▸ Task details
Across these entries, how many lines contain the word "equal"? Answer with only the number.

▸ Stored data
※

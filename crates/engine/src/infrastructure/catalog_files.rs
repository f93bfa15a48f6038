//! Catalog sources backed by JSON documents.
//!
//! World file: `[{"description": "small tree frog", "kind": "item"}, ...]`
//! Grammar file: `["look", "put {item} in {container}", ...]`

use std::path::{Path, PathBuf};

use parlance_domain::{GrammarCatalog, WorldCatalog};
use serde::de::DeserializeOwned;

use crate::infrastructure::ports::{CatalogError, CatalogSource};

const EMBEDDED_WORLD: &str = include_str!("../../data/world.json");
const EMBEDDED_GRAMMAR: &str = include_str!("../../data/grammar.json");

fn parse_json<T: DeserializeOwned>(name: &str, json: &str) -> Result<T, CatalogError> {
    serde_json::from_str(json).map_err(|source| CatalogError::Json {
        name: name.to_string(),
        source,
    })
}

fn read_json<T: DeserializeOwned>(path: &Path) -> Result<T, CatalogError> {
    let json = std::fs::read_to_string(path).map_err(|source| CatalogError::Io {
        path: path.to_path_buf(),
        source,
    })?;
    parse_json(&path.display().to_string(), &json)
}

/// Reads both catalogs from JSON files on disk.
#[derive(Debug, Clone)]
pub struct JsonFileCatalogSource {
    world_path: PathBuf,
    grammar_path: PathBuf,
}

impl JsonFileCatalogSource {
    pub fn new(world_path: impl Into<PathBuf>, grammar_path: impl Into<PathBuf>) -> Self {
        Self {
            world_path: world_path.into(),
            grammar_path: grammar_path.into(),
        }
    }
}

impl CatalogSource for JsonFileCatalogSource {
    fn load_world(&self) -> Result<WorldCatalog, CatalogError> {
        read_json(&self.world_path)
    }

    fn load_grammar(&self) -> Result<GrammarCatalog, CatalogError> {
        read_json(&self.grammar_path)
    }
}

/// The demo household world compiled into the binary.
#[derive(Debug, Clone, Copy, Default)]
pub struct EmbeddedCatalogSource;

impl CatalogSource for EmbeddedCatalogSource {
    fn load_world(&self) -> Result<WorldCatalog, CatalogError> {
        parse_json("embedded world", EMBEDDED_WORLD)
    }

    fn load_grammar(&self) -> Result<GrammarCatalog, CatalogError> {
        parse_json("embedded grammar", EMBEDDED_GRAMMAR)
    }
}
//! Command-to-template matching
//!
//! A template is compiled (at parse time) into literal and slot tokens. A
//! command is tokenized and aligned against those tokens:
//!
//! - the verb and every other literal must equal the command word at its position
//! - each slot captures a contiguous, non-empty run of command words
//! - each captured run must name at least one world object of the slot's kind
//!
//! Alignment is a small backtracking search. A slot tries its longest run
//! first and shrinks only when the capture names no object of its kind or the
//! rest of the template cannot be aligned. Every capture is validated on its
//! own; the whole command text is never used as a stand-in for a slot phrase.

use serde::Serialize;

use crate::aggregates::WorldCatalog;
use crate::common::{tokenize, words};
use crate::entities::GameObject;
use crate::value_objects::{GrammarTemplate, Kind, TemplateToken};
use crate::vocabulary::Vocabulary;

/// True when any word of `text` is a known preposition.
pub fn has_preposition(text: &str, vocabulary: &Vocabulary) -> bool {
    words(text).any(|word| vocabulary.is_preposition(word))
}

/// True when every word of `phrase` appears somewhere in the object's description.
///
/// Word order and repetition are ignored: "tree tree" matches "small tree frog".
/// A phrase with no words names nothing and never matches.
pub fn phrase_matches_object(phrase: &str, object: &GameObject) -> bool {
    let mut phrase_words = words(phrase).peekable();
    phrase_words.peek().is_some() && phrase_words.all(|word| object.has_word(word))
}

fn words_match_object(phrase: &[String], object: &GameObject) -> bool {
    !phrase.is_empty() && phrase.iter().all(|word| object.has_word(word))
}

/// The words a slot captured and the objects they could name.
#[derive(Debug, Clone, PartialEq, Eq, Serialize)]
pub struct SlotBinding<'a> {
    pub kind: &'a Kind,
    pub phrase: Vec<String>,
    /// Every object of `kind` the phrase matches, in catalog order (never empty)
    pub candidates: Vec<&'a GameObject>,
}

impl SlotBinding<'_> {
    pub fn phrase_text(&self) -> String {
        self.phrase.join(" ")
    }
}

/// A successful alignment of a command against one template.
#[derive(Debug, Clone, PartialEq, Eq, Serialize)]
pub struct TemplateMatch<'a> {
    pub template: &'a GrammarTemplate,
    /// One binding per slot, in template order
    pub bindings: Vec<SlotBinding<'a>>,
}

impl TemplateMatch<'_> {
    pub fn action(&self) -> String {
        self.template.action()
    }
}

/// Matches commands against templates, resolving slots through a world catalog.
#[derive(Debug, Clone, Copy)]
pub struct PatternMatcher<'a> {
    world: &'a WorldCatalog,
}

impl<'a> PatternMatcher<'a> {
    pub fn new(world: &'a WorldCatalog) -> Self {
        Self { world }
    }

    /// True when `command` aligns with `template` and every slot resolves.
    pub fn command_matches_template(&self, command: &str, template: &'a GrammarTemplate) -> bool {
        self.match_template(command, template).is_some()
    }

    /// Align `command` with `template`, returning each slot's capture and candidates.
    pub fn match_template(
        &self,
        command: &str,
        template: &'a GrammarTemplate,
    ) -> Option<TemplateMatch<'a>> {
        let command_words = tokenize(command);
        let tokens = template.tokens();

        // Every literal and every slot needs at least one word.
        if command_words.len() < tokens.len() {
            return None;
        }

        let mut bindings = Vec::with_capacity(template.slot_count());
        if self.align(tokens, &command_words, &mut bindings) {
            Some(TemplateMatch { template, bindings })
        } else {
            None
        }
    }

    /// Objects of `kind` that `phrase` names.
    pub fn resolve(&self, phrase: &[String], kind: &'a Kind) -> Vec<&'a GameObject> {
        self.world
            .objects_of_kind(kind)
            .filter(|object| words_match_object(phrase, object))
            .collect()
    }

    fn align(
        &self,
        tokens: &'a [TemplateToken],
        command_words: &[String],
        bindings: &mut Vec<SlotBinding<'a>>,
    ) -> bool {
        let Some((token, rest)) = tokens.split_first() else {
            return command_words.is_empty();
        };

        match token {
            TemplateToken::Literal(literal) => match command_words.split_first() {
                Some((word, remaining)) if word == literal => {
                    self.align(rest, remaining, bindings)
                }
                _ => false,
            },
            TemplateToken::Slot(kind) => {
                // Leave one word for each token after this slot.
                let longest = command_words.len().saturating_sub(rest.len());
                for len in (1..=longest).rev() {
                    let (phrase, remaining) = command_words.split_at(len);
                    let candidates = self.resolve(phrase, kind);
                    if candidates.is_empty() {
                        continue;
                    }
                    bindings.push(SlotBinding {
                        kind,
                        phrase: phrase.to_vec(),
                        candidates,
                    });
                    if self.align(rest, remaining, bindings) {
                        return true;
                    }
                    bindings.pop();
                }
                false
            }
        }
    }
}
//! World catalog aggregate - The fixed table of objects commands can name
//!
//! # Rustic DDD Design
//!
//! - **Private fields**: the object list is only reachable through lookups
//! - **Valid by construction**: every `GameObject` already holds a non-empty description
//! - **Immutable**: no `&mut` methods; build a new catalog to change the world

use serde::{Deserialize, Serialize};
use std::collections::HashSet;

use crate::common::sorted_unique;
use crate::entities::GameObject;
use crate::value_objects::Kind;

/// An immutable, ordered table of world objects.
///
/// # Example
///
/// ```
/// use parlance_domain::{GameObject, Kind, WorldCatalog};
///
/// let item = Kind::new("item").unwrap();
/// let world = WorldCatalog::new(vec![
///     GameObject::new("soccer ball", item.clone()).unwrap(),
///     GameObject::new("beach ball", item).unwrap(),
/// ]);
///
/// assert_eq!(world.objects_with_noun("ball").len(), 2);
/// ```
#[derive(Debug, Clone, Default, PartialEq, Eq, Serialize, Deserialize)]
#[serde(transparent)]
pub struct WorldCatalog {
    objects: Vec<GameObject>,
}

impl WorldCatalog {
    pub fn new(objects: Vec<GameObject>) -> Self {
        Self { objects }
    }

    /// The full catalog in declaration order.
    pub fn all_objects(&self) -> &[GameObject] {
        &self.objects
    }

    pub fn len(&self) -> usize {
        self.objects.len()
    }

    pub fn is_empty(&self) -> bool {
        self.objects.is_empty()
    }

    /// Objects whose head noun is exactly `noun`.
    ///
    /// Declaration order is kept; value-equal duplicates appear once.
    pub fn objects_with_noun(&self, noun: &str) -> Vec<&GameObject> {
        let mut seen = HashSet::new();
        self.objects
            .iter()
            .filter(|object| object.head_noun() == noun)
            .filter(|object| seen.insert(*object))
            .collect()
    }

    /// Objects of the given kind in declaration order.
    pub fn objects_of_kind<'a>(
        &'a self,
        kind: &'a Kind,
    ) -> impl Iterator<Item = &'a GameObject> + 'a {
        self.objects
            .iter()
            .filter(move |object| object.kind() == kind)
    }

    pub fn contains_kind(&self, kind: &Kind) -> bool {
        self.objects.iter().any(|object| object.kind() == kind)
    }

    /// A copy with every object description lowercased. Kinds are unchanged.
    pub fn to_lowercase(&self) -> Self {
        Self::new(self.objects.iter().map(GameObject::to_lowercase).collect())
    }

    /// Every kind tag present, ascending and distinct.
    pub fn kinds(&self) -> Vec<Kind> {
        sorted_unique(self.objects.iter().map(|object| object.kind().clone()))
    }
}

※

▸ Solution to this task
2